Data to process:
//! # HBnB HTTP Server Module
//!
//! JSON REST API over the facade, served with axum.
//!
//! # Endpoints
//!
//! - `/health` - Health check
//! - `/api/v1/auth/*` - Login and token echo
//! - `/api/v1/users`, `/amenities`, `/places`, `/reviews` - Resources
//! - `/api/v1/admin/*` - Admin-only operations

pub mod config;
pub mod error;
pub mod extract;
pub mod server;
pub mod state;
pub mod admin_routes;
pub mod amenity_routes;
pub mod auth_routes;
pub mod health_routes;
pub mod place_routes;
pub mod review_routes;
pub mod user_routes;

pub use config::HttpServerConfig;
pub use error::{ApiError, ApiResult, ErrorResponse};
pub use server::{build_router, HttpServer, API_PREFIX};
pub use state::AppState;
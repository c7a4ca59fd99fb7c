//! # Caller Context
//!
//! Identity of the current request, resolved once from the bearer token and
//! passed explicitly to the facade.

use axum::http::{header::AUTHORIZATION, HeaderMap};
use uuid::Uuid;

use super::errors::{AuthError, AuthResult};
use crate::model::OwnedByUser;

/// Authenticated caller
#[derive(Debug, Clone, Copy, PartialEq, Eq)]
pub struct Caller {
    /// The authenticated user's ID
    pub subject_id: Uuid,

    /// Admin claim from the token. Only honored together with the stored flag.
    pub is_admin: bool,
}

impl Caller {
    pub fn new(subject_id: Uuid, is_admin: bool) -> Self {
        Self {
            subject_id,
            is_admin,
        }
    }

    /// Fail unless the caller is an administrator
    pub fn require_admin(&self) -> AuthResult<()> {
        if self.is_admin {
            Ok(())
        } else {
            Err(AuthError::AdminRequired)
        }
    }

    /// Whether the caller may modify `entity`: its owner, or an admin whose
    /// stored account is still an admin. `stored_admin` is only consulted
    /// for non-owners carrying the admin claim.
    pub fn can_modify(
        &self,
        entity: &impl OwnedByUser,
        stored_admin: impl FnOnce(Uuid) -> bool,
    ) -> bool {
        entity.is_owner(self.subject_id) || (self.is_admin && stored_admin(self.subject_id))
    }
}

/// Extract the token from an `Authorization: Bearer <token>` header
pub fn bearer_token(headers: &HeaderMap) -> AuthResult<&str> {
    let value = headers
        .get(AUTHORIZATION)
        .ok_or(AuthError::AuthenticationRequired)?
        .to_str()
        .map_err(|_| AuthError::MalformedToken)?;

    value
        .strip_prefix("Bearer ")
        .map(str::trim)
        .filter(|token| !token.is_empty())
        .ok_or(AuthError::MalformedToken)
}
//! # Facade Errors
//!
//! The single error type handed to the HTTP layer. Lower-layer errors
//! convert into it with `?`.

use thiserror::Error;
use tracing::error;

use crate::auth::AuthError;
use crate::model::ModelError;
use crate::repository::RepositoryError;

/// Result type for facade operations
pub type FacadeResult<T> = Result<T, FacadeError>;

/// Business-level errors
#[derive(Debug, Clone, PartialEq, Eq, Error)]
pub enum FacadeError {
    /// Bad input or a violated business rule
    #[error("{0}")]
    Validation(String),

    #[error("{0}")]
    NotFound(String),

    /// Missing or invalid credentials
    #[error("{0}")]
    Authentication(String),

    /// Authenticated but not allowed
    #[error("{0}")]
    Authorization(String),

    /// Storage-level unique key collision
    #[error("{0}")]
    Conflict(String),

    /// Anything else. The detail is for logs, never for clients.
    #[error("Internal server error")]
    Internal(String),
}

impl FacadeError {
    pub fn validation(msg: impl Into<String>) -> Self {
        Self::Validation(msg.into())
    }

    pub fn not_found(msg: impl Into<String>) -> Self {
        Self::NotFound(msg.into())
    }

    pub fn unauthorized_action() -> Self {
        Self::Authorization("Unauthorized action".to_string())
    }

    pub fn internal(detail: impl Into<String>) -> Self {
        Self::Internal(detail.into())
    }

    /// Returns the HTTP status code for this error
    pub fn status_code(&self) -> u16 {
        match self {
            FacadeError::Validation(_) => 400,
            FacadeError::Authentication(_) => 401,
            FacadeError::Authorization(_) => 403,
            FacadeError::NotFound(_) => 404,
            FacadeError::Conflict(_) => 409,
            FacadeError::Internal(_) => 500,
        }
    }
}

/// "users" -> "User", "amenities" -> "Amenity"
fn entity_label(kind: &str) -> &'static str {
    match kind {
        "users" => "User",
        "places" => "Place",
        "amenities" => "Amenity",
        "reviews" => "Review",
        _ => "Entity",
    }
}

impl From<ModelError> for FacadeError {
    fn from(err: ModelError) -> Self {
        match err {
            ModelError::Validation(msg) => FacadeError::Validation(msg),
            other => FacadeError::Internal(other.to_string()),
        }
    }
}

impl From<RepositoryError> for FacadeError {
    fn from(err: RepositoryError) -> Self {
        match err {
            RepositoryError::NotFound { kind, .. } => {
                FacadeError::NotFound(format!("{} not found", entity_label(kind)))
            }
            RepositoryError::Conflict(msg) => FacadeError::Conflict(msg),
            RepositoryError::Model(model) => model.into(),
            other => {
                if other.is_fatal() {
                    error!(error = %other, code = other.code(), "stored data failed verification");
                }
                FacadeError::Internal(format!("{} ({})", other, other.code()))
            }
        }
    }
}

impl From<AuthError> for FacadeError {
    fn from(err: AuthError) -> Self {
        match err.status_code() {
            401 => FacadeError::Authentication(err.to_string()),
            403 => FacadeError::Authorization(err.to_string()),
            _ => FacadeError::Internal(err.to_string()),
        }
    }
}
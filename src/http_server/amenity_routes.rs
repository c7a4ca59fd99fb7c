//! Amenity HTTP Routes
//!
//! Reads are public; writes need an admin.

use axum::{
    extract::{Path, State},
    http::StatusCode,
    routing::get,
    Json, Router,
};

use super::error::ApiResult;
use super::extract::{parse_id, AdminOnly, ApiJson};
use super::state::AppState;
use crate::model::AmenityView;
use crate::services::{CreateAmenity, UpdateAmenity};

/// Amenity routes
pub fn amenity_routes() -> Router<AppState> {
    Router::new()
        .route("/amenities", get(list_amenities).post(create_amenity))
        .route("/amenities/", get(list_amenities).post(create_amenity))
        .route("/amenities/:amenity_id", get(get_amenity).put(update_amenity))
}

async fn list_amenities(State(state): State<AppState>) -> ApiResult<Json<Vec<AmenityView>>> {
    let amenities = state.facade.get_all_amenities()?;
    Ok(Json(amenities.iter().map(|a| a.view()).collect()))
}

pub(crate) async fn create_amenity(
    AdminOnly(_): AdminOnly,
    State(state): State<AppState>,
    ApiJson(request): ApiJson<CreateAmenity>,
) -> ApiResult<(StatusCode, Json<AmenityView>)> {
    let amenity = state.facade.create_amenity(request)?;
    Ok((StatusCode::CREATED, Json(amenity.view())))
}

async fn get_amenity(
    State(state): State<AppState>,
    Path(amenity_id): Path<String>,
) -> ApiResult<Json<AmenityView>> {
    let amenity_id = parse_id(&amenity_id, "Amenity")?;
    Ok(Json(state.facade.get_amenity(amenity_id)?.view()))
}

async fn update_amenity(
    AdminOnly(_): AdminOnly,
    State(state): State<AppState>,
    Path(amenity_id): Path<String>,
    ApiJson(request): ApiJson<UpdateAmenity>,
) -> ApiResult<Json<AmenityView>> {
    let amenity_id = parse_id(&amenity_id, "Amenity")?;
    Ok(Json(state.facade.update_amenity(amenity_id, request)?.view()))
}
//! Configuration file
//!
//! Every field has a default, so `{}` is a valid config. The JWT secret
//! may be supplied through `HBNB_JWT_SECRET` instead of the file.

use std::fs;
use std::path::{Path, PathBuf};

use serde::{Deserialize, Serialize};

use super::errors::{CliError, CliResult};
use crate::auth::JwtConfig;
use crate::http_server::HttpServerConfig;
use crate::observability::LogFormat;
use crate::repository::StorageConfig;

/// Environment variable overriding `jwt.secret`
pub const JWT_SECRET_ENV: &str = "HBNB_JWT_SECRET";

/// Administrator seeded at start when no user has this email
#[derive(Debug, Clone, PartialEq, Eq, Serialize, Deserialize)]
pub struct BootstrapAdmin {
    pub first_name: String,
    pub last_name: String,
    pub email: String,
    pub password: String,
}

/// Configuration file structure
#[derive(Debug, Clone, PartialEq, Eq, Serialize, Deserialize)]
pub struct Config {
    #[serde(default = "default_host")]
    pub host: String,

    #[serde(default = "default_port")]
    pub port: u16,

    /// Allowed CORS origins; empty allows any
    #[serde(default)]
    pub cors_origins: Vec<String>,

    #[serde(default)]
    pub storage: StorageConfig,

    #[serde(default)]
    pub jwt: JwtConfig,

    #[serde(default)]
    pub log_format: LogFormat,

    #[serde(default)]
    pub bootstrap_admin: Option<BootstrapAdmin>,
}

fn default_host() -> String {
    "0.0.0.0".to_string()
}

fn default_port() -> u16 {
    5000
}

impl Default for Config {
    fn default() -> Self {
        Self {
            host: default_host(),
            port: default_port(),
            cors_origins: Vec::new(),
            storage: StorageConfig::default(),
            jwt: JwtConfig::default(),
            log_format: LogFormat::default(),
            bootstrap_admin: None,
        }
    }
}

impl Config {
    /// Config written by `hbnb init`: durable storage under `data_dir`
    pub fn initial(data_dir: PathBuf) -> Self {
        Self {
            storage: StorageConfig::File { data_dir },
            ..Default::default()
        }
    }

    /// Load configuration from file, apply the environment override and validate
    pub fn load(path: &Path) -> CliResult<Self> {
        let content = fs::read_to_string(path).map_err(|e| {
            CliError::config_error(format!("Failed to read config {}: {}", path.display(), e))
        })?;

        let config: Config = serde_json::from_str(&content)
            .map_err(|e| CliError::config_error(format!("Invalid config JSON: {}", e)))?;

        let config = config.with_secret_override(std::env::var(JWT_SECRET_ENV).ok());
        config.validate()?;

        Ok(config)
    }

    /// Replace the JWT secret when an override is present and non-empty
    pub fn with_secret_override(mut self, secret: Option<String>) -> Self {
        if let Some(secret) = secret.filter(|s| !s.is_empty()) {
            self.jwt.secret = secret;
        }
        self
    }

    pub fn validate(&self) -> CliResult<()> {
        if self.port == 0 {
            return Err(CliError::config_error("port must be > 0"));
        }

        if self.jwt.secret.trim().is_empty() {
            return Err(CliError::config_error(format!(
                "jwt.secret must not be empty (set it in the config or via {})",
                JWT_SECRET_ENV
            )));
        }

        if self.jwt.access_token_ttl_minutes <= 0 {
            return Err(CliError::config_error(
                "jwt.access_token_ttl_minutes must be > 0",
            ));
        }

        if let StorageConfig::File { data_dir } = &self.storage {
            if data_dir.as_os_str().is_empty() {
                return Err(CliError::config_error(
                    "storage.data_dir must not be empty for file storage",
                ));
            }
        }

        Ok(())
    }

    pub fn http_config(&self) -> HttpServerConfig {
        HttpServerConfig {
            host: self.host.clone(),
            port: self.port,
            cors_origins: self.cors_origins.clone(),
        }
    }

    /// Data directory when storage is durable
    pub fn data_path(&self) -> Option<&Path> {
        match &self.storage {
            StorageConfig::File { data_dir } => Some(data_dir),
            StorageConfig::Memory => None,
        }
    }

    /// True while the secret is still the shipped placeholder
    pub fn uses_default_secret(&self) -> bool {
        self.jwt.secret == JwtConfig::default().secret
    }
}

Work required: Search the data for "post" and list every line in which it occurs.

Response box:
        .route("/amenities", get(list_amenities).post(create_amenity))
        .route("/amenities/", get(list_amenities).post(create_amenity))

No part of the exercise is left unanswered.